The last query in the sequence will be new for every new token you predict, but the set of prior keys and values stay the same, ie keys and values are reusable. The key value cache gets bigger and bigger for each new token you add to the sequence, and that’s where compression comes in. You have to store the keys and values in vram, and you’d like to keep the size down by not storing the raw uncompressed tensors. To make this work well your compression needs two things: it needs to be fast so that you can compress and decompress on the fly, and it needs to play well with softmax attention. Prior attempts at compression usually suck at one or the other, either the speed to decompress is too slow and your token/s takes a hit, or you lose important precision and the model output quality suffers. The claim in the paper is that they’ve made progress on both.

edg5000 12 hours ago||
So limiting max context length also reduces VRAM needs a bit? If cache is 20% of total, 1/10th of context as a limit would mean 18% total memory reduction.
valine 12 hours ago||
Yup exactly, in principle it helps with both inference speed by reducing memory bandwidth usage and also reduces the memory footprint of your kvcache.
lwhi 8 hours ago||
Will this help us run models locally?
moktonar 13 hours ago||
Aren’t polar coordinates still n-1 + 1 for radius for n-dim vector? If so I understand that angles can be quantized better but when radius r is big the error is large for highly quantized angles right? What am I missing?
amitport 13 hours ago|
r is a single value per vector. You don't have to quantize it, you can keep it and quantize the billion+ other coordinates of the vector.
mungoman2 12 hours ago||
What they're saying is that the error for a vector increases with r, which is true.

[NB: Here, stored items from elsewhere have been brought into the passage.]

//! Scripted broker adapter for testing.
//!
//! Returns queued responses in order; once a queue is drained it falls back
//! to a configurable default. Call counters make it possible to assert how
//! often the resilience layers actually reached the broker.

use std::collections::VecDeque;
use std::sync::Mutex;
use std::sync::atomic::{AtomicU64, Ordering};

use async_trait::async_trait;

use crate::orders::OrderStatus;

use super::{BrokerAdapter, BrokerError, BrokerPosition, OrderRequest, OrderStatusReport};

#[derive(Debug)]
struct Script {
    submits: VecDeque<Result<String, BrokerError>>,
    statuses: VecDeque<Result<OrderStatusReport, BrokerError>>,
    cancels: VecDeque<Result<(), BrokerError>>,
    positions: VecDeque<Result<Vec<BrokerPosition>, BrokerError>>,
    health: VecDeque<Result<(), BrokerError>>,
    default_status: OrderStatusReport,
    default_positions: Vec<BrokerPosition>,
    submitted: Vec<OrderRequest>,
    cancelled: Vec<String>,
}

/// Scripted broker adapter.
///
/// Order IDs are generated sequentially starting from 1 unless a submit
/// response has been queued.
#[derive(Debug)]
pub struct ScriptedBroker {
    order_counter: AtomicU64,
    submit_calls: AtomicU64,
    status_calls: AtomicU64,
    cancel_calls: AtomicU64,
    position_calls: AtomicU64,
    health_calls: AtomicU64,
    script: Mutex<Script>,
}

impl Default for ScriptedBroker {
    fn default() -> Self {
        Self::new()
    }
}

impl ScriptedBroker {
    /// Create a broker whose orders stay `Open` and that holds no positions.
    #[must_use]
    pub fn new() -> Self {
        Self {
            order_counter: AtomicU64::new(1),
            submit_calls: AtomicU64::new(0),
            status_calls: AtomicU64::new(0),
            cancel_calls: AtomicU64::new(0),
            position_calls: AtomicU64::new(0),
            health_calls: AtomicU64::new(0),
            script: Mutex::new(Script {
                submits: VecDeque::new(),
                statuses: VecDeque::new(),
                cancels: VecDeque::new(),
                positions: VecDeque::new(),
                health: VecDeque::new(),
                default_status: OrderStatusReport::unfilled(OrderStatus::Open),
                default_positions: Vec::new(),
                submitted: Vec::new(),
                cancelled: Vec::new(),
            }),
        }
    }

    fn script(&self) -> std::sync::MutexGuard<'_, Script> {
        self.script
            .lock()
            .unwrap_or_else(std::sync::PoisonError::into_inner)
    }

    /// Queue the result of the next `submit_order` call.
    pub fn push_submit(&self, result: Result<String, BrokerError>) {
        self.script().submits.push_back(result);
    }

    /// Queue the result of the next `get_order_status` call.
    pub fn push_status(&self, result: Result<OrderStatusReport, BrokerError>) {
        self.script().statuses.push_back(result);
    }

    /// Queue a sequence of successful status reports.
    pub fn push_statuses(&self, reports: impl IntoIterator<Item = OrderStatusReport>) {
        let mut script = self.script();
        script.statuses.extend(reports.into_iter().map(Ok));
    }

    /// Status returned once the status queue is empty.
    pub fn set_default_status(&self, report: OrderStatusReport) {
        self.script().default_status = report;
    }

    /// Queue the result of the next `cancel_order` call.
    pub fn push_cancel(&self, result: Result<(), BrokerError>) {
        self.script().cancels.push_back(result);
    }

    /// Queue the result of the next `get_positions` call.
    pub fn push_positions(&self, result: Result<Vec<BrokerPosition>, BrokerError>) {
        self.script().positions.push_back(result);
    }

    /// Positions returned once the positions queue is empty.
    pub fn set_positions(&self, positions: Vec<BrokerPosition>) {
        self.script().default_positions = positions;
    }

    /// Queue the result of the next `health_check` call.
    pub fn push_health(&self, result: Result<(), BrokerError>) {
        self.script().health.push_back(result);
    }

    /// Number of `submit_order` calls received.
    pub fn submit_calls(&self) -> u64 {
        self.submit_calls.load(Ordering::SeqCst)
    }

    /// Number of `get_order_status` calls received.
    pub fn status_calls(&self) -> u64 {
        self.status_calls.load(Ordering::SeqCst)
    }

    /// Number of `cancel_order` calls received.
    pub fn cancel_calls(&self) -> u64 {
        self.cancel_calls.load(Ordering::SeqCst)
    }

    /// Number of `get_positions` calls received.
    pub fn position_calls(&self) -> u64 {
        self.position_calls.load(Ordering::SeqCst)
    }

    /// Number of `health_check` calls received.
    pub fn health_calls(&self) -> u64 {
        self.health_calls.load(Ordering::SeqCst)
    }

    /// Requests that reached `submit_order`.
    pub fn submitted_orders(&self) -> Vec<OrderRequest> {
        self.script().submitted.clone()
    }

    /// Order IDs that reached `cancel_order`.
    pub fn cancelled_orders(&self) -> Vec<String> {
        self.script().cancelled.clone()
    }
}

#[async_trait]
impl BrokerAdapter for ScriptedBroker {
    async fn submit_order(&self, request: &OrderRequest) -> Result<String, BrokerError> {
        self.submit_calls.fetch_add(1, Ordering::SeqCst);
        let mut script = self.script();
        script.submitted.push(request.clone());
        match script.submits.pop_front() {
            Some(result) => result,
            None => {
                let id = self.order_counter.fetch_add(1, Ordering::SeqCst);
                Ok(format!("order-{id}"))
            }
        }
    }

    async fn get_order_status(&self, _order_id: &str) -> Result<OrderStatusReport, BrokerError> {
        self.status_calls.fetch_add(1, Ordering::SeqCst);
        let mut script = self.script();
        match script.statuses.pop_front() {
            Some(result) => result,
            None => Ok(script.default_status.clone()),
        }
    }

    async fn cancel_order(&self, order_id: &str) -> Result<(), BrokerError> {
        self.cancel_calls.fetch_add(1, Ordering::SeqCst);
        let mut script = self.script();
        script.cancelled.push(order_id.to_string());
        script.cancels.pop_front().unwrap_or(Ok(()))
    }

    async fn get_positions(&self) -> Result<Vec<BrokerPosition>, BrokerError> {
        self.position_calls.fetch_add(1, Ordering::SeqCst);
        let mut script = self.script();
        match script.positions.pop_front() {
            Some(result) => result,
            None => Ok(script.default_positions.clone()),
        }
    }

    fn broker_name(&self) -> &'static str {
        "scripted"
    }

    async fn health_check(&self) -> Result<(), BrokerError> {
        self.health_calls.fetch_add(1, Ordering::SeqCst);
        self.script().health.pop_front().unwrap_or(Ok(()))
    }
}
//! Token bucket rate limiter.
//!
//! Holds up to `capacity` permits, refilled continuously at `rate` permits
//! per second. Refill is computed lazily on every call from the time elapsed
//! since the previous one, so there is no background task.
//!
//! All mutable state lives behind a single mutex. The lock is never held
//! across a sleep: [`TokenBucket::acquire`] computes how long the deficit
//! takes to refill, releases the lock, sleeps, and tries again.

use std::collections::VecDeque;
use std::sync::Mutex;
use std::time::Duration;

use serde::Serialize;
use tokio::time::Instant;

use crate::config::secs_to_duration;

const RECENT_WINDOW: Duration = Duration::from_secs(10);

/// Point-in-time limiter statistics.
#[derive(Debug, Clone, PartialEq, Serialize)]
pub struct RateLimiterStats {
    /// Requests granted since construction or the last reset.
    pub total_requests: u64,
    /// Requests refused (try failed or acquire timed out).
    pub rejected_requests: u64,
    /// Tokens currently available.
    pub current_tokens: f64,
    /// Bucket capacity.
    pub capacity: f64,
    /// Configured refill rate.
    pub requests_per_second: f64,
    /// Granted requests per second over the last 10 seconds.
    pub recent_rate_10s: f64,
    /// `recent_rate_10s` as a percentage of the configured rate.
    pub utilization_pct: f64,
}

#[derive(Debug)]
struct RateBudget {
    tokens: f64,
    last_refill: Instant,
    total_requests: u64,
    rejected_requests: u64,
    recent: VecDeque<Instant>,
}

impl RateBudget {
    fn refill(&mut self, now: Instant, rate: f64, capacity: f64) {
        let elapsed = now.saturating_duration_since(self.last_refill).as_secs_f64();
        self.tokens = (self.tokens + elapsed * rate).min(capacity);
        self.last_refill = now;
    }

    fn grant(&mut self, now: Instant, n: f64) {
        self.tokens -= n;
        self.total_requests += 1;
        self.recent.push_back(now);
        self.prune(now);
    }

    fn prune(&mut self, now: Instant) {
        while let Some(front) = self.recent.front() {
            if now.saturating_duration_since(*front) > RECENT_WINDOW {
                self.recent.pop_front();
            } else {
                break;
            }
        }
    }
}

/// Token bucket rate limiter.
#[derive(Debug)]
pub struct TokenBucket {
    rate: f64,
    capacity: f64,
    budget: Mutex<RateBudget>,
}

impl TokenBucket {
    /// Create a bucket refilled at `requests_per_second`, holding at most
    /// `burst_size` tokens (default twice the rate). The bucket starts full.
    #[must_use]
    pub fn new(requests_per_second: f64, burst_size: Option<u32>) -> Self {
        let rate = requests_per_second.max(f64::MIN_POSITIVE);
        let capacity = burst_size.map_or(rate * 2.0, f64::from).max(1.0);
        Self {
            rate,
            capacity,
            budget: Mutex::new(RateBudget {
                tokens: capacity,
                last_refill: Instant::now(),
                total_requests: 0,
                rejected_requests: 0,
                recent: VecDeque::new(),
            }),
        }
    }

    fn lock(&self) -> std::sync::MutexGuard<'_, RateBudget> {
        self.budget
            .lock()
            .unwrap_or_else(std::sync::PoisonError::into_inner)
    }

    /// Refill rate in tokens per second.
    #[must_use]
    pub const fn rate(&self) -> f64 {
        self.rate
    }

    /// Maximum number of tokens.
    #[must_use]
    pub const fn capacity(&self) -> f64 {
        self.capacity
    }

    /// Take `n` tokens if they are available right now.
    pub fn try_acquire(&self, n: u32) -> bool {
        let n = f64::from(n);
        let now = Instant::now();
        let mut budget = self.lock();
        budget.refill(now, self.rate, self.capacity);
        if budget.tokens >= n {
            budget.grant(now, n);
            true
        } else {
            budget.rejected_requests += 1;
            false
        }
    }

    /// Wait until `n` tokens are available and take them.
    ///
    /// Returns `false` without taking anything if `timeout` elapses first,
    /// or immediately if `n` exceeds the bucket capacity.
    pub async fn acquire(&self, n: u32, timeout: Option<Duration>) -> bool {
        let n = f64::from(n);
        if n > self.capacity {
            self.lock().rejected_requests += 1;
            tracing::warn!(
                requested = n,
                capacity = self.capacity,
                "Rate limiter request exceeds bucket capacity"
            );
            return false;
        }

        let deadline = timeout.map(|t| Instant::now() + t);

        loop {
            let now = Instant::now();
            let wait = {
                let mut budget = self.lock();
                budget.refill(now, self.rate, self.capacity);
                if budget.tokens >= n {
                    budget.grant(now, n);
                    return true;
                }
                secs_to_duration((n - budget.tokens) / self.rate)
            };

            let sleep_for = match deadline {
                Some(deadline) => {
                    if now >= deadline {
                        self.lock().rejected_requests += 1;
                        tracing::debug!(requested = n, "Rate limiter acquire timed out");
                        return false;
                    }
                    wait.min(deadline - now)
                }
                None => wait,
            };

            // Float rounding can leave a sliver of a token missing.
            tokio::time::sleep(sleep_for.max(Duration::from_millis(1))).await;
        }
    }

    /// Current statistics.
    pub fn stats(&self) -> RateLimiterStats {
        let now = Instant::now();
        let mut budget = self.lock();
        budget.refill(now, self.rate, self.capacity);
        budget.prune(now);
        let recent_rate = budget.recent.len() as f64 / RECENT_WINDOW.as_secs_f64();
        RateLimiterStats {
            total_requests: budget.total_requests,
            rejected_requests: budget.rejected_requests,
            current_tokens: budget.tokens,
            capacity: self.capacity,
            requests_per_second: self.rate,
            recent_rate_10s: recent_rate,
            utilization_pct: recent_rate / self.rate * 100.0,
        }
    }

    /// Refill to capacity and clear statistics.
    pub fn reset(&self) {
        let mut budget = self.lock();
        budget.tokens = self.capacity;
        budget.last_refill = Instant::now();
        budget.total_requests = 0;
        budget.rejected_requests = 0;
        budget.recent.clear();
        tracing::info!(capacity = self.capacity, "Rate limiter reset");
    }
}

Trivially, with r=0, the error is 0, regardless of how heavily the direction is quantized. Larger r means larger absolute error in the reconstructed vector.

amitport 12 hours ago||
Yes, the important part is that the normalized error does not increase with the dimension of the vector (which does happen when using biased quantizers)

It is expected that bigger vectors have proportionally bigger error, nothing can be done by the quantizer about that.

lucrbvi 12 hours ago||
Sounds like Multi-Head Latent Attention (MLA) from DeepSeek
veunes 11 hours ago|
Nah, those are completely different beasts. DeepSeek's MLA solves the KV cache issue via low-rank projection - they literally squeeze the matrix through a latent vector at train time. TurboQuant is just Post-Training Quantization where they mathematically compress existing weights and activations using polar coordinates
esafak 7 hours ago||
No, it is about compressing the KV cache; see How TurboQuant works.
_s_a_m_ 7 hours ago||
has the word "advanced", gotta be good
naasking 7 hours ago||
This sounds great! TurboQuant does KV cache compression using quantization via rotations, and ParoQuant [1] does weight compression using quantization via rotations! So we can get 4-bit weights that match bf16 precision, the KV cache goes down to 3 bits per key. This brings larger models and long contexts into the range of "possibly runnable" on beefy consumer hardware.